ChaC enzymes are known to degrade glutathione in cytoplasm and maintain the redox status of the cell. Two major members of this family, ChaC1 and ChaC2 have been described till date. ChaC1 is known to be upregulated during various stress conditions like ER-UPR stress, amino acid starvation, infection, while ChaC2 is found to have a basal expression. ChaC2 is considered to be the primitive form and has been found to be present in all organisms ranging from prokaryotes to lower and higher eukaryotes, while ChaC1 has been reported to be present only in higher eukaryotes. In this work, degradation mechanism of ChaC enzymes has been investigated. The human ChaC1, human ChaC2, mouse ChaC1 and yeast ChaC (GCG1) were cloned under a strong constitutive promoter (TEF) and a regulatory promoter (Gal).
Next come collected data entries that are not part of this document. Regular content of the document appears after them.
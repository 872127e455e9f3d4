//! Periodic high-utility itemset mining.
//!
//! Finds itemsets whose total utility reaches a threshold and whose
//! occurrences are regular: the gaps between consecutive supporting
//! transactions are bounded, and so is their average. Itemset length can be
//! bounded as well.
//!
//! ```no_run
//! use phui_miner::{PhmConfig, PhmMiner};
//!
//! let config = PhmConfig::new(20)
//!     .with_periodicity(1, 5)
//!     .with_average_periodicity(1.0, 5.0)
//!     .with_length(1, 3);
//! let stats = PhmMiner::new(config).mine_file("db.txt", "phuis.txt")?;
//! println!("{stats}");
//! # Ok::<(), phui_miner::PhmError>(())
//! ```

pub mod error;
pub mod phm;

#[cfg(feature = "python")]
mod python;

pub use error::{PhmError, Result};
pub use phm::{
    Database, Item, MiningStats, PhmConfig, PhmMiner, Phui, PhuiCollection, PhuiSink,
    PruningStrategies, Transaction, WriterSink,
};
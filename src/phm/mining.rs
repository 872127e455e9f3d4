use super::config::PhmConfig;
use super::cooccurrence::CooccurrenceStructures;
use super::database::{Database, Item};
use super::memory::{estimate_utility_list_size, MemoryTracker};
use super::output::{Phui, PhuiSink, WriterSink};
use super::pruning::{escp_prunes, eucp_prunes, remaining_utility_prunes};
use super::scanner::scan;
use super::stats::{MiningStats, SearchCounters};
use super::storage::PhuiCollection;
use super::utility_list::{build_item_lists, construct, JoinBounds, UtilityList};
use crate::error::Result;
use log::{debug, info, trace};
use rayon::prelude::*;
use std::path::Path;
use std::time::Instant;

/// Periodic high-utility itemset miner. Holds no state between runs, so one
/// miner can serve any number of databases.
#[derive(Debug, Clone, Default)]
pub struct PhmMiner {
    config: PhmConfig,
}

impl PhmMiner {
    pub fn new(config: PhmConfig) -> Self {
        Self { config }
    }

    pub fn config(&self) -> &PhmConfig {
        &self.config
    }

    /// Mines `database`, handing every periodic high-utility itemset to `sink`
    /// as it is found.
    pub fn mine<S: PhuiSink>(&self, database: &Database, mut sink: S) -> Result<MiningStats> {
        self.config.validate()?;
        let start = Instant::now();
        info!(
            "mining {} transactions, min utility {}",
            database.len(),
            self.config.min_utility
        );

        let table = scan(database);
        let database_size = table.database_size();
        let support_threshold = self.config.support_pruning_threshold(database_size);
        let promising = table.promising_items(&self.config, support_threshold);
        debug!(
            "scan done: {} items, {} promising, gamma {:.3}",
            table.len(),
            promising.len(),
            support_threshold
        );

        let memory = MemoryTracker::new(self.config.memory_limit);
        let mut structures = CooccurrenceStructures::new(self.config.pruning);
        let item_lists = build_item_lists(database, &promising, &mut structures);
        let _item_lists_guard = memory.reserve(estimate_utility_list_size(&item_lists))?;

        let search = Search {
            config: &self.config,
            structures: &structures,
            bounds: JoinBounds {
                min_utility: self.config.min_utility,
                max_periodicity: self.config.max_periodicity,
                support_threshold,
                database_size,
                la_prune: self.config.pruning.la_prune,
            },
            database_size,
            memory: &memory,
        };

        let counters = if self.config.parallel {
            search.run_parallel(&item_lists, &mut sink)?
        } else {
            search.run(&item_lists, &mut sink)?
        };
        sink.finish()?;

        let stats = MiningStats {
            phui_count: counters.phui_count,
            candidate_count: counters.candidate_count,
            elapsed: start.elapsed(),
            peak_memory_bytes: memory.peak_usage(),
            database_size,
            promising_items: promising.len(),
        };
        info!("{stats}");
        Ok(stats)
    }

    pub fn mine_to_collection(&self, database: &Database) -> Result<(PhuiCollection, MiningStats)> {
        let mut collection = PhuiCollection::new();
        let stats = self.mine(database, &mut collection)?;
        Ok((collection, stats))
    }

    /// Reads the whole input before creating the output file.
    pub fn mine_file(&self, input: impl AsRef<Path>, output: impl AsRef<Path>) -> Result<MiningStats> {
        let database = Database::open(input)?;
        let sink = WriterSink::create(output)?;
        self.mine(&database, sink)
    }
}

struct Search<'a> {
    config: &'a PhmConfig,
    structures: &'a CooccurrenceStructures,
    bounds: JoinBounds,
    database_size: usize,
    memory: &'a MemoryTracker,
}

impl Search<'_> {
    fn prefix_buffer(&self, item_count: usize) -> Vec<Item> {
        Vec::with_capacity(self.config.max_length.min(item_count))
    }

    fn run<S: PhuiSink>(&self, item_lists: &[UtilityList], sink: &mut S) -> Result<SearchCounters> {
        let mut counters = SearchCounters::default();
        let mut prefix = self.prefix_buffer(item_lists.len());
        self.explore(&mut prefix, None, item_lists, sink, &mut counters)?;
        Ok(counters)
    }

    /// Each top-level branch mines into its own buffer; buffers are replayed
    /// into `sink` in branch order, so the output matches `run`.
    fn run_parallel<S: PhuiSink>(&self, item_lists: &[UtilityList], sink: &mut S) -> Result<SearchCounters> {
        let branches: Vec<Result<(PhuiCollection, SearchCounters)>> = (0..item_lists.len())
            .into_par_iter()
            .map(|idx| -> Result<(PhuiCollection, SearchCounters)> {
                let mut collection = PhuiCollection::new();
                let mut counters = SearchCounters::default();
                let mut prefix = self.prefix_buffer(item_lists.len());
                self.explore_branch(&mut prefix, None, item_lists, idx, &mut collection, &mut counters)?;
                Ok((collection, counters))
            })
            .collect();

        let mut counters = SearchCounters::default();
        for branch in branches {
            let (collection, branch_counters) = branch?;
            for phui in collection.iter() {
                sink.accept(&phui)?;
            }
            counters += branch_counters;
        }
        Ok(counters)
    }

    fn explore<S: PhuiSink>(
        &self,
        prefix: &mut Vec<Item>,
        parent: Option<&UtilityList>,
        lists: &[UtilityList],
        sink: &mut S,
        counters: &mut SearchCounters,
    ) -> Result<()> {
        for idx in 0..lists.len() {
            self.explore_branch(prefix, parent, lists, idx, sink, counters)?;
        }
        Ok(())
    }

    /// Handles `prefix ∪ {lists[idx].item}`: reports it if it qualifies, then
    /// joins it with every later sibling and recurses into the survivors.
    /// `prefix` is restored before returning.
    fn explore_branch<S: PhuiSink>(
        &self,
        prefix: &mut Vec<Item>,
        parent: Option<&UtilityList>,
        lists: &[UtilityList],
        idx: usize,
        sink: &mut S,
        counters: &mut SearchCounters,
    ) -> Result<()> {
        let x = &lists[idx];
        let length = prefix.len() + 1;

        prefix.push(x.item);
        let result = self.emit_if_qualified(prefix, x, sink, counters);
        if result.is_err() || length >= self.config.max_length {
            prefix.pop();
            return result;
        }
        if remaining_utility_prunes(x, self.config.min_utility) {
            trace!("prefix {:?} pruned by remaining utility", prefix);
            prefix.pop();
            return Ok(());
        }

        let mut extensions = Vec::new();
        for y in &lists[idx + 1..] {
            if let Some(eucs) = &self.structures.eucs {
                if eucp_prunes(eucs, x.item, y.item, self.config.min_utility) {
                    continue;
                }
            }
            if let Some(escs) = &self.structures.escs {
                if escp_prunes(escs, x.item, y.item, self.bounds.support_threshold) {
                    continue;
                }
            }
            counters.candidate_count += 1;
            if let Some(xy) = construct(parent, x, y, &self.bounds) {
                extensions.push(xy);
            }
        }

        let result = if extensions.is_empty() {
            Ok(())
        } else {
            match self.memory.reserve(estimate_utility_list_size(&extensions)) {
                Ok(_guard) => self.explore(prefix, Some(x), &extensions, sink, counters),
                Err(err) => Err(err),
            }
        };
        prefix.pop();
        result
    }

    fn emit_if_qualified<S: PhuiSink>(
        &self,
        itemset: &[Item],
        list: &UtilityList,
        sink: &mut S,
        counters: &mut SearchCounters,
    ) -> Result<()> {
        if itemset.len() < self.config.effective_min_length() || list.utility() < self.config.min_utility {
            return Ok(());
        }
        let average_periodicity = list.average_periodicity(self.database_size);
        if list.largest_periodicity > self.config.max_periodicity
            || list.smallest_periodicity < self.config.min_periodicity
            || average_periodicity < self.config.min_average_periodicity
            || average_periodicity > self.config.max_average_periodicity
        {
            return Ok(());
        }

        counters.phui_count += 1;
        sink.accept(&Phui {
            items: itemset,
            utility: list.utility(),
            support: list.support(),
            smallest_periodicity: list.smallest_periodicity,
            largest_periodicity: list.largest_periodicity,
            average_periodicity,
        })
    }
}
The expression of these proteins was confirmed by western blotting. However, human ChaC2 under the gal promoter could not be detected. Half – life of these enzymes has been found by performing Cycloheximide Pulse Chase experiment. GCG1 and mouse ChaC1 were observed to be stable proteins for 6 hours while human ChaC1 was found to be stable up to 3 hours. To augment our understanding further, elucidating the degradation mechanism using proteasomal mutants would be done.